Realigning the incentives that drive the digital economy will not be easy. However, recent policy development efforts reflect the need for new forms of governance. For example, the OECD is taking the lead in tackling the problem of international tax arbitrage — a tactic used by big U.S. tech companies. Meanwhile, U.S. President Joe Biden has appointed industry critics to lead key agencies such as the Federal Trade Commission, and he has directed regulators to investigate excessive platform power in digital markets.
Likewise, China introduced a new Personal Information Protection Law and launched a major domestic digital market antitrust campaign. The EU has laid out an overarching ethics-led vision for the governance of digital markets and artificial intelligence, building on its landmark General Data Protection Regulation. In addition, countries such as Spain and Germany are targeting data-grabbing business models.
Regulators and authorities around the world are considering how to redefine the AI and data agenda, nurture the next generation of digital players, and shape global standards to suit their respective visions. But if the primary goal of these jurisdictions is to control overpowering digital platforms, it may be possible to find common ground for a more effective global digital order.
Digital authorities in the EU and the US, of course, will not agree on all issues, but they do share a vision for a more open and collaborative digital order. If they are to effectively align behind this overall goal, they need to understand what their opponents are.
In the emerging "splinternet", information segregation is on the rise. People in different siloes have fundamentally different views on facts, and therefore what constitutes truth, and there is no agreement even on how to ensure and coordinate key functions of digital architecture. GPS is an example, each large jurisdiction has its own framework: China has BeiDou Navigation Satellite System, India has Regional Navigation Satellite System, Europe has Galileo System.

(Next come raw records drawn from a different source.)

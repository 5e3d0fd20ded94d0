// src/error.rs
//! Error types for the GPS relay

use crate::gps::nmea::ParseError;
use std::fmt;

pub type Result<T> = std::result::Result<T, GpsError>;

#[derive(Debug)]
pub enum GpsError {
    Io(std::io::Error),
    Serial(tokio_serial::Error),
    Json(serde_json::Error),
    Http(reqwest::Error),
    /// The serial link dropped or produced no data for too long.
    Link(String),
    Parse(ParseError),
    /// A decoded sentence lacked a field the aggregator needs.
    MissingField(&'static str),
    /// The GPS chipset could not be powered on.
    Startup(String),
    Config(String),
    Other(String),
}

impl GpsError {
    /// Whether this error means the serial device itself went away, as
    /// opposed to something unexpected happening around it.
    pub fn is_link_failure(&self) -> bool {
        match self {
            // Bad port settings are a configuration problem, not a missing device
            GpsError::Serial(e) => e.kind() != tokio_serial::ErrorKind::InvalidInput,
            GpsError::Io(_) | GpsError::Link(_) => true,
            _ => false,
        }
    }
}

impl fmt::Display for GpsError {
    fn fmt(&self, f: &mut fmt::Formatter<'_>) -> fmt::Result {
        match self {
            GpsError::Io(e) => write!(f, "IO error: {}", e),
            GpsError::Serial(e) => write!(f, "Serial error: {}", e),
            GpsError::Json(e) => write!(f, "JSON error: {}", e),
            GpsError::Http(e) => write!(f, "HTTP error: {}", e),
            GpsError::Link(msg) => write!(f, "Link error: {}", msg),
            GpsError::Parse(e) => write!(f, "Parse error: {}", e),
            GpsError::MissingField(field) => write!(f, "Missing field: {}", field),
            GpsError::Startup(msg) => write!(f, "Startup error: {}", msg),
            GpsError::Config(msg) => write!(f, "Config error: {}", msg),
            GpsError::Other(msg) => write!(f, "Error: {}", msg),
        }
    }
}

impl std::error::Error for GpsError {
    fn source(&self) -> Option<&(dyn std::error::Error + 'static)> {
        match self {
            GpsError::Io(e) => Some(e),
            GpsError::Serial(e) => Some(e),
            GpsError::Json(e) => Some(e),
            GpsError::Http(e) => Some(e),
            GpsError::Parse(e) => Some(e),
            _ => None,
        }
    }
}

impl From<std::io::Error> for GpsError {
    fn from(error: std::io::Error) -> Self {
        GpsError::Io(error)
    }
}

impl From<tokio_serial::Error> for GpsError {
    fn from(error: tokio_serial::Error) -> Self {
        GpsError::Serial(error)
    }
}

impl From<serde_json::Error> for GpsError {
    fn from(error: serde_json::Error) -> Self {
        GpsError::Json(error)
    }
}

impl From<reqwest::Error> for GpsError {
    fn from(error: reqwest::Error) -> Self {
        GpsError::Http(error)
    }
}

impl From<ParseError> for GpsError {
    fn from(error: ParseError) -> Self {
        GpsError::Parse(error)
    }
}
// src/lib.rs
//! GPS Relay Library
//!
//! Reads NMEA sentences from a serial GPS receiver, keeps the latest
//! consolidated fix and serves it over HTTP.

pub mod config;
pub mod error;
pub mod gps;
pub mod ingest;
pub mod link;
pub mod logging;
pub mod relay;
pub mod server;
pub mod startup;

// Re-export main types for convenience
pub use error::{GpsError, Result};
pub use gps::{Fix, FixQuery, LinkStatus, SharedFix};
pub use relay::Relay;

The digital order that emerges in the absence of global coordination raises two key questions. The first is at the digital level of major global challenges such as climate change and the pandemic, which exist independently of liberal or anti-liberal governments. Just as the effects of climate change will be felt disproportionately, so will the technology needed for climate adaptation and mitigation — or outbreak monitoring — be distributed unequally.
The second problem is the incompatibility between competing visions of the future digital economy. Many developing and emerging economies are still deciding how to expand and govern their digital capabilities so that new technologies serve their overarching strategies for sustained economic growth. If measures to improve access to technology do not take into account different local and national growth strategies, there is the potential to consolidate a suboptimal digital economic future, even if these measures enable progress in tackling other issues, such as climate change.
Jointly addressing these issues is directly related to the achievement of the 2030 Sustainable Development Goals. Whether it's public health, education or climate change, the pursuit of global coherence should trump securing narrow geopolitical interests on any country's agenda. Of course, realists have to admit that in any multilateral negotiation on these issues, the current battle over data control, hardware design, and platform governance models will have a big impact.
Therefore, the three digital forces will come to the negotiating table with their eyes wide open. Building a more stable and consistent global digital order does not mean that the three models must be fully aligned. But failing to reflect on where and how the digital order is incompatible may lead to a situation where there is no competition for the first and no shame for the last. In the short term, it is important that there is some level of interoperability in the area of global challenges.
During the COVID-19 pandemic, all major powers and regions should recognize the importance of freely sharing certain data. Now, they must start looking for other things in common. A better new digital order is possible, but it won't fall from the sky.